Preoccupazione perché il cammino da fare è ancora lungo. Sono queste le principali reazioni del mondo associativo e politico alle conclusioni della Cop16 bis di Roma.
In particolare Marevivo ha sottolineato le lacune che ancora si registrano nella difesa degli oceani: “Dalle parole occorre passare ai fatti, soprattutto per tutelare quel bene inestimabile che è il nostro mare, ancora così poco conosciuto. Non dobbiamo dimenticare che gli oceani sono la principale fonte di biodiversità del Pianeta”.
L’impegno riconfermato dalla Cop16 è quello di portare al 30% della superficie totale le aree marine protette da qui al 2030: quasi quattro volte tanto l’attuale percentuale dell’8%. Come potrà essere realizzato questo obiettivo? A Roma si è trovato l’accordo sulle risorse necessarie per fermare, in terra e in mare, la perdita di biodiversità: 200 miliardi di dollari l’anno da qui al 2030 di cui 30 forniti dai Paesi ad alto reddito a quelli a basso reddito (il doppio rispetto all’impegno attuale).
“Ma questa cifra rischia di rimanere sulla carta: come verrà finanziato il fondo e da chi, con quali risorse e da chi verrà gestito?”, si chiede l’associazione ambientalista. “Su questo l’accordo, pur importante raggiunto ieri alla Fao, non dà sufficienti garanzie di efficacia. A gestire le risorse sarà sempre il Global Environment Facility (Gef), il fondo legato alla Banca Mondiale che in questi decenni ha mostrato numerose incertezze nella spesa e ha destato contestazioni sulla reale destinazione dei fondi a favore della natura.
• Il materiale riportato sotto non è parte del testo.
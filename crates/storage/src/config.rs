//! Storage provider selection.

use std::fmt;

use serde::Serialize;

/// Storage backend an application is bound to.
#[derive(Debug, Clone, Copy, PartialEq, Eq, Hash, Serialize, Default)]
#[serde(rename_all = "snake_case")]
pub enum StorageProvider {
    /// Local filesystem, served by this process under `/files/`.
    #[default]
    Local,
    /// Cloudflare R2 through its S3-compatible API.
    R2,
    /// Supabase Storage REST API.
    Supabase,
}

impl StorageProvider {
    /// Resolve a configured provider name.
    ///
    /// Matching is case-insensitive and ignores surrounding whitespace.
    /// Returns `None` for anything unrecognized.
    #[must_use]
    pub fn parse(value: &str) -> Option<Self> {
        match value.trim().to_ascii_lowercase().as_str() {
            "local" => Some(Self::Local),
            "r2" => Some(Self::R2),
            "supabase" => Some(Self::Supabase),
            _ => None,
        }
    }

    /// Resolve a configured provider name, falling back to [`Self::Local`].
    #[must_use]
    pub fn from_setting(value: &str) -> Self {
        Self::parse(value).unwrap_or_default()
    }

    /// Get the provider name.
    #[must_use]
    pub const fn name(self) -> &'static str {
        match self {
            Self::Local => "local",
            Self::R2 => "r2",
            Self::Supabase => "supabase",
        }
    }
}

impl fmt::Display for StorageProvider {
    fn fmt(&self, f: &mut fmt::Formatter<'_>) -> fmt::Result {
        f.write_str(self.name())
    }
}

#[cfg(test)]
mod tests {
    use super::*;
    use rstest::rstest;

    #[rstest]
    #[case("local", StorageProvider::Local)]
    #[case("LOCAL", StorageProvider::Local)]
    #[case("r2", StorageProvider::R2)]
    #[case("R2", StorageProvider::R2)]
    #[case(" r2 ", StorageProvider::R2)]
    #[case("supabase", StorageProvider::Supabase)]
    #[case("SupaBase", StorageProvider::Supabase)]
    fn test_from_setting_known(#[case] value: &str, #[case] expected: StorageProvider) {
        assert_eq!(StorageProvider::from_setting(value), expected);
        assert_eq!(StorageProvider::parse(value), Some(expected));
    }

    #[rstest]
    #[case("azure")]
    #[case("s3")]
    #[case("")]
    fn test_from_setting_unknown_falls_back_to_local(#[case] value: &str) {
        assert_eq!(StorageProvider::parse(value), None);
        assert_eq!(StorageProvider::from_setting(value), StorageProvider::Local);
    }

    #[test]
    fn test_name_round_trips() {
        for provider in [
            StorageProvider::Local,
            StorageProvider::R2,
            StorageProvider::Supabase,
        ] {
            assert_eq!(StorageProvider::parse(provider.name()), Some(provider));
            assert_eq!(provider.to_string(), provider.name());
        }
    }
}
//! Application-wide error types.

use thiserror::Error;

/// Result type alias using `AppError`.
pub type AppResult<T> = Result<T, AppError>;

/// Application error types.
#[derive(Debug, Error)]
pub enum AppError {
    /// Resource not found.
    #[error("Not found: {0}")]
    NotFound(String),

    /// Validation error.
    #[error("Validation error: {0}")]
    Validation(String),

    /// External service error (object store, REST storage API, disk).
    #[error("External service error: {0}")]
    ExternalService(String),

    /// Internal server error.
    #[error("Internal error: {0}")]
    Internal(String),
}

impl AppError {
    /// Returns the HTTP status code for this error.
    #[must_use]
    pub const fn status_code(&self) -> u16 {
        match self {
            Self::NotFound(_) => 404,
            Self::Validation(_) => 400,
            Self::ExternalService(_) => 502,
            Self::Internal(_) => 500,
        }
    }

    /// Returns the error code for API responses.
    #[must_use]
    pub const fn error_code(&self) -> &'static str {
        match self {
            Self::NotFound(_) => "NOT_FOUND",
            Self::Validation(_) => "VALIDATION_ERROR",
            Self::ExternalService(_) => "EXTERNAL_SERVICE_ERROR",
            Self::Internal(_) => "INTERNAL_ERROR",
        }
    }
}
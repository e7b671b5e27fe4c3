//! Storage backends.
//!
//! - `LocalFileStore` - local filesystem (via OpenDAL `fs`)
//! - `R2FileStore` - Cloudflare R2 (via OpenDAL `s3`)
//! - `SupabaseFileStore` - Supabase Storage REST API (via `reqwest`)

mod local;
mod r2;
mod supabase;

pub use local::LocalFileStore;
pub use r2::R2FileStore;
pub use supabase::SupabaseFileStore;
//! Pluggable image storage for Inkpress.
//!
//! One contract, [`FileStore`], with three backends chosen once at startup:
//! - `local` - local filesystem, served by the API under `/files/`
//! - `r2` - Cloudflare R2 through its S3-compatible API (Apache OpenDAL)
//! - `supabase` - Supabase Storage REST API
//!
//! # Architecture
//!
//! ```text
//! ┌─────────────────────────────────────────────────────────────────┐
//! │                  StorageService (FileStore)                      │
//! │         selected from `storage.provider` at startup              │
//! ├─────────────────────┬─────────────────────┬─────────────────────┤
//! │   LocalFileStore    │     R2FileStore     │  SupabaseFileStore  │
//! │    OpenDAL `fs`     │    OpenDAL `s3`     │    reqwest REST     │
//! └─────────────────────┴─────────────────────┴─────────────────────┘
//! ```
//!
//! Every URL handed out by `store` maps back to its storage key by stripping
//! a fixed prefix, so no metadata has to be kept anywhere else.

pub mod backend;
pub mod backends;
pub mod config;
pub mod error;
pub mod key;
pub mod policy;
pub mod service;
pub mod upload;

pub use backend::FileStore;
pub use backends::{LocalFileStore, R2FileStore, SupabaseFileStore};
pub use config::StorageProvider;
pub use error::StorageError;
pub use policy::{ContentTypeRule, UploadPolicy};
pub use service::StorageService;
pub use upload::{AssetRole, FileUpload};
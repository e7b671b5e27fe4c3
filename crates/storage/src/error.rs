//! Storage error types.

use inkpress_shared::AppError;
use thiserror::Error;

/// Storage operation errors.
#[derive(Debug, Error)]
pub enum StorageError {
    /// Upload carried no bytes.
    #[error("file is empty")]
    EmptyFile,

    /// File size exceeds maximum allowed.
    #[error("file size {size} bytes exceeds maximum allowed {max} bytes")]
    FileTooLarge {
        /// Actual file size.
        size: u64,
        /// Maximum allowed size.
        max: u64,
    },

    /// MIME type not allowed.
    #[error("file type '{mime_type}' is not allowed")]
    InvalidMimeType {
        /// The rejected MIME type, or `<none>` when the upload declared none.
        mime_type: String,
    },

    /// Subdirectory cannot be used as a storage path.
    #[error("invalid storage path: {0}")]
    InvalidPath(String),

    /// Storage provider configuration error.
    #[error("storage configuration error: {0}")]
    Configuration(String),

    /// Local filesystem failure.
    #[error("storage I/O failed: {0}")]
    Io(#[from] std::io::Error),

    /// OpenDAL operation error.
    #[error("storage operation failed: {0}")]
    Operation(String),

    /// REST storage API answered with a non-success status.
    #[error("storage API returned {status}: {body}")]
    Upstream {
        /// HTTP status code.
        status: u16,
        /// Response body, as returned.
        body: String,
    },

    /// HTTP transport failure talking to the REST storage API.
    #[error("storage request failed: {0}")]
    Http(String),
}

impl StorageError {
    /// Create a file too large error.
    #[must_use]
    pub fn file_too_large(size: u64, max: u64) -> Self {
        Self::FileTooLarge { size, max }
    }

    /// Create an invalid MIME type error.
    #[must_use]
    pub fn invalid_mime_type(mime_type: impl Into<String>) -> Self {
        Self::InvalidMimeType {
            mime_type: mime_type.into(),
        }
    }

    /// Create an invalid path error.
    #[must_use]
    pub fn invalid_path(msg: impl Into<String>) -> Self {
        Self::InvalidPath(msg.into())
    }

    /// Create a configuration error.
    #[must_use]
    pub fn configuration(msg: impl Into<String>) -> Self {
        Self::Configuration(msg.into())
    }

    /// Create an operation error.
    #[must_use]
    pub fn operation(msg: impl Into<String>) -> Self {
        Self::Operation(msg.into())
    }

    /// Whether this error was caused by the client's input rather than the
    /// backend.
    #[must_use]
    pub const fn is_validation(&self) -> bool {
        matches!(
            self,
            Self::EmptyFile
                | Self::FileTooLarge { .. }
                | Self::InvalidMimeType { .. }
                | Self::InvalidPath(_)
        )
    }
}

impl From<opendal::Error> for StorageError {
    fn from(err: opendal::Error) -> Self {
        Self::Operation(err.to_string())
    }
}

impl From<reqwest::Error> for StorageError {
    fn from(err: reqwest::Error) -> Self {
        Self::Http(err.to_string())
    }
}

impl From<StorageError> for AppError {
    fn from(err: StorageError) -> Self {
        if err.is_validation() {
            return Self::Validation(err.to_string());
        }
        match err {
            StorageError::Configuration(_) => Self::Internal(err.to_string()),
            _ => Self::ExternalService(err.to_string()),
        }
    }
}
I fondi che dovrebbero provenire dagli accordi sullo sfruttamento delle risorse genetiche da parte delle aziende private restano ancora in un limbo: si tratta di un impegno volontario da parte del settore privato, al momento non prevedibile”.
Per Rosalba Giugni, presidente della Fondazione Marevivo, la Cop di Roma ha permesso di realizzare un importante obiettivo politico: si è evitato il funerale del multilateralismo e il fallimento della diplomazia ambientale, in un momento in cui sembra che esista un ‘nuovo ordine mondiale’, che ragiona in termini di sovranità assoluta e decisioni unilaterali.
“Ma nel merito delle decisioni prese”, continua Rosalba Giugni, “il risultato è ancora troppo vago. Il ritmo di perdita della biodiversità marina è altissimo, anche se lo misuriamo solo sulle specie già note: forse non è chiaro né ai governi, né al settore privato, ma si calcola che un milione di specie marine e terrestri sia complessivamente a rischio di sopravvivenza. E questo non è solo un argomento che interessa gli appassionati di natura: senza la biodiversità, così come noi la conosciamo, sono a rischio l’alimentazione e l’equilibrio climatico mondiale. Chiediamo ai governi, e prima di tutti a quello italiano, di impegnarsi perché i 200 miliardi di dollari l’anno non siano solo una cifra scritta sulla carta e soprattutto che vengano spesi in favore di natura”.
Se la conservazione della natura è «la più importante missione dell’umanità nel XXI secolo», come ha dichiarato nel suo discorso di apertura la presidente della COP 16, Susana Muhamad, allora il diktat è “agire ora” e prendere decisioni concrete per tutelare la biodiversità e di conseguenza la sopravvivenza stessa dell’uomo sul Pianeta.